> **To do**
Take the entries below and give them back exactly. Leave out nothing.

> **Source material**
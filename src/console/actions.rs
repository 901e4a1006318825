//! Librarian actions, the per-state action set and input parsing

use std::collections::BTreeSet;
use std::fmt;

/// Every command the console understands. Which ones are valid depends on the
/// current state, see [`ActionSet`].
#[derive(Debug, Clone, Copy, PartialEq, Eq, PartialOrd, Ord, Hash)]
pub enum CommonAction {
    /// Numeric selection of a listed patron or loan
    Select,
    SearchPatrons,
    RenewPatronMembership,
    ReturnLoanedBook,
    ExtendLoanedBook,
    SearchBooks,
    Back,
    Quit,
}

impl CommonAction {
    pub const ALL: [CommonAction; 8] = [
        CommonAction::Select,
        CommonAction::SearchPatrons,
        CommonAction::RenewPatronMembership,
        CommonAction::ReturnLoanedBook,
        CommonAction::ExtendLoanedBook,
        CommonAction::SearchBooks,
        CommonAction::Back,
        CommonAction::Quit,
    ];

    pub fn name(self) -> &'static str {
        match self {
            CommonAction::Select => "Select",
            CommonAction::SearchPatrons => "SearchPatrons",
            CommonAction::RenewPatronMembership => "RenewPatronMembership",
            CommonAction::ReturnLoanedBook => "ReturnLoanedBook",
            CommonAction::ExtendLoanedBook => "ExtendLoanedBook",
            CommonAction::SearchBooks => "SearchBooks",
            CommonAction::Back => "Back",
            CommonAction::Quit => "Quit",
        }
    }

    /// Single-character command. `Select` is typed as a number instead.
    pub fn shortcut(self) -> Option<char> {
        match self {
            CommonAction::Select => None,
            CommonAction::SearchPatrons => Some('s'),
            CommonAction::RenewPatronMembership => Some('m'),
            CommonAction::ReturnLoanedBook => Some('r'),
            CommonAction::ExtendLoanedBook => Some('e'),
            CommonAction::SearchBooks => Some('b'),
            CommonAction::Back => Some('p'),
            CommonAction::Quit => Some('q'),
        }
    }

    pub fn label(self) -> &'static str {
        match self {
            CommonAction::Select => "Select an entry by number",
            CommonAction::SearchPatrons => "Search for a new patron",
            CommonAction::RenewPatronMembership => "Renew the patron's membership",
            CommonAction::ReturnLoanedBook => "Return the loaned book",
            CommonAction::ExtendLoanedBook => "Extend the book loan",
            CommonAction::SearchBooks => "Check book availability",
            CommonAction::Back => "Go back to patron details",
            CommonAction::Quit => "Quit",
        }
    }

    /// Match a typed token against the shortcut or the full name
    fn matches(self, token: &str) -> bool {
        let mut chars = token.chars();
        if let (Some(c), None) = (chars.next(), chars.next()) {
            if self.shortcut() == Some(c.to_ascii_lowercase()) {
                return true;
            }
        }
        token.eq_ignore_ascii_case(self.name())
    }
}

impl fmt::Display for CommonAction {
    fn fmt(&self, f: &mut fmt::Formatter<'_>) -> fmt::Result {
        f.write_str(self.name())
    }
}

/// The actions valid in the current state
#[derive(Debug, Clone, Default, PartialEq, Eq)]
pub struct ActionSet(BTreeSet<CommonAction>);

impl ActionSet {
    pub fn contains(&self, action: CommonAction) -> bool {
        self.0.contains(&action)
    }

    pub fn insert(&mut self, action: CommonAction) {
        self.0.insert(action);
    }

    pub fn iter(&self) -> impl Iterator<Item = CommonAction> + '_ {
        self.0.iter().copied()
    }

    pub fn len(&self) -> usize {
        self.0.len()
    }

    pub fn is_empty(&self) -> bool {
        self.0.is_empty()
    }
}

impl FromIterator<CommonAction> for ActionSet {
    fn from_iter<I: IntoIterator<Item = CommonAction>>(iter: I) -> Self {
        Self(iter.into_iter().collect())
    }
}

impl<const N: usize> From<[CommonAction; N]> for ActionSet {
    fn from(actions: [CommonAction; N]) -> Self {
        actions.into_iter().collect()
    }
}

/// A validated user choice
#[derive(Debug, Clone, Copy, PartialEq, Eq)]
pub enum Selection {
    Action(CommonAction),
    /// 1-based position in the listed entries
    Item(usize),
}

/// Parse one input line against the valid actions. Numbers are accepted only
/// when `Select` is valid and they fall within `1..=item_count`. Returns
/// `None` for anything else so the caller can prompt again.
pub fn parse_input(input: &str, options: &ActionSet, item_count: usize) -> Option<Selection> {
    let token = input.trim();
    if token.is_empty() {
        return None;
    }

    if let Ok(number) = token.parse::<usize>() {
        return (options.contains(CommonAction::Select) && (1..=item_count).contains(&number))
            .then_some(Selection::Item(number));
    }

    options
        .iter()
        .filter(|action| *action != CommonAction::Select)
        .find(|action| action.matches(token))
        .map(Selection::Action)
}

> **Final answer**
filename src/console/actions.rs
repository 901e4a1006318825
//! Librarian actions, the per-state action set and input parsing

use std::collections::BTreeSet;
use std::fmt;

/// Every command the console understands. Which ones are valid depends on the
/// current state, see [`ActionSet`].
#[derive(Debug, Clone, Copy, PartialEq, Eq, PartialOrd, Ord, Hash)]
pub enum CommonAction {
    /// Numeric selection of a listed patron or loan
    Select,
    SearchPatrons,
    RenewPatronMembership,
    ReturnLoanedBook,
    ExtendLoanedBook,
    SearchBooks,
    Back,
    Quit,
}

impl CommonAction {
    pub const ALL: [CommonAction; 8] = [
        CommonAction::Select,
        CommonAction::SearchPatrons,
        CommonAction::RenewPatronMembership,
        CommonAction::ReturnLoanedBook,
        CommonAction::ExtendLoanedBook,
        CommonAction::SearchBooks,
        CommonAction::Back,
        CommonAction::Quit,
    ];

    pub fn name(self) -> &'static str {
        match self {
            CommonAction::Select => "Select",
            CommonAction::SearchPatrons => "SearchPatrons",
            CommonAction::RenewPatronMembership => "RenewPatronMembership",
            CommonAction::ReturnLoanedBook => "ReturnLoanedBook",
            CommonAction::ExtendLoanedBook => "ExtendLoanedBook",
            CommonAction::SearchBooks => "SearchBooks",
            CommonAction::Back => "Back",
            CommonAction::Quit => "Quit",
        }
    }

    /// Single-character command. `Select` is typed as a number instead.
    pub fn shortcut(self) -> Option<char> {
        match self {
            CommonAction::Select => None,
            CommonAction::SearchPatrons => Some('s'),
            CommonAction::RenewPatronMembership => Some('m'),
            CommonAction::ReturnLoanedBook => Some('r'),
            CommonAction::ExtendLoanedBook => Some('e'),
            CommonAction::SearchBooks => Some('b'),
            CommonAction::Back => Some('p'),
            CommonAction::Quit => Some('q'),
        }
    }

    pub fn label(self) -> &'static str {
        match self {
            CommonAction::Select => "Select an entry by number",
            CommonAction::SearchPatrons => "Search for a new patron",
            CommonAction::RenewPatronMembership => "Renew the patron's membership",
            CommonAction::ReturnLoanedBook => "Return the loaned book",
            CommonAction::ExtendLoanedBook => "Extend the book loan",
            CommonAction::SearchBooks => "Check book availability",
            CommonAction::Back => "Go back to patron details",
            CommonAction::Quit => "Quit",
        }
    }

    /// Match a typed token against the shortcut or the full name
    fn matches(self, token: &str) -> bool {
        let mut chars = token.chars();
        if let (Some(c), None) = (chars.next(), chars.next()) {
            if self.shortcut() == Some(c.to_ascii_lowercase()) {
                return true;
            }
        }
        token.eq_ignore_ascii_case(self.name())
    }
}

impl fmt::Display for CommonAction {
    fn fmt(&self, f: &mut fmt::Formatter<'_>) -> fmt::Result {
        f.write_str(self.name())
    }
}

/// The actions valid in the current state
#[derive(Debug, Clone, Default, PartialEq, Eq)]
pub struct ActionSet(BTreeSet<CommonAction>);

impl ActionSet {
    pub fn contains(&self, action: CommonAction) -> bool {
        self.0.contains(&action)
    }

    pub fn insert(&mut self, action: CommonAction) {
        self.0.insert(action);
    }

    pub fn iter(&self) -> impl Iterator<Item = CommonAction> + '_ {
        self.0.iter().copied()
    }

    pub fn len(&self) -> usize {
        self.0.len()
    }

    pub fn is_empty(&self) -> bool {
        self.0.is_empty()
    }
}

impl FromIterator<CommonAction> for ActionSet {
    fn from_iter<I: IntoIterator<Item = CommonAction>>(iter: I) -> Self {
        Self(iter.into_iter().collect())
    }
}

impl<const N: usize> From<[CommonAction; N]> for ActionSet {
    fn from(actions: [CommonAction; N]) -> Self {
        actions.into_iter().collect()
    }
}

/// A validated user choice
#[derive(Debug, Clone, Copy, PartialEq, Eq)]
pub enum Selection {
    Action(CommonAction),
    /// 1-based position in the listed entries
    Item(usize),
}

/// Parse one input line against the valid actions. Numbers are accepted only
/// when `Select` is valid and they fall within `1..=item_count`. Returns
/// `None` for anything else so the caller can prompt again.
pub fn parse_input(input: &str, options: &ActionSet, item_count: usize) -> Option<Selection> {
    let token = input.trim();
    if token.is_empty() {
        return None;
    }

    if let Ok(number) = token.parse::<usize>() {
        return (options.contains(CommonAction::Select) && (1..=item_count).contains(&number))
            .then_some(Selection::Item(number));
    }

    options
        .iter()
        .filter(|action| *action != CommonAction::Select)
        .find(|action| action.matches(token))
        .map(Selection::Action)
}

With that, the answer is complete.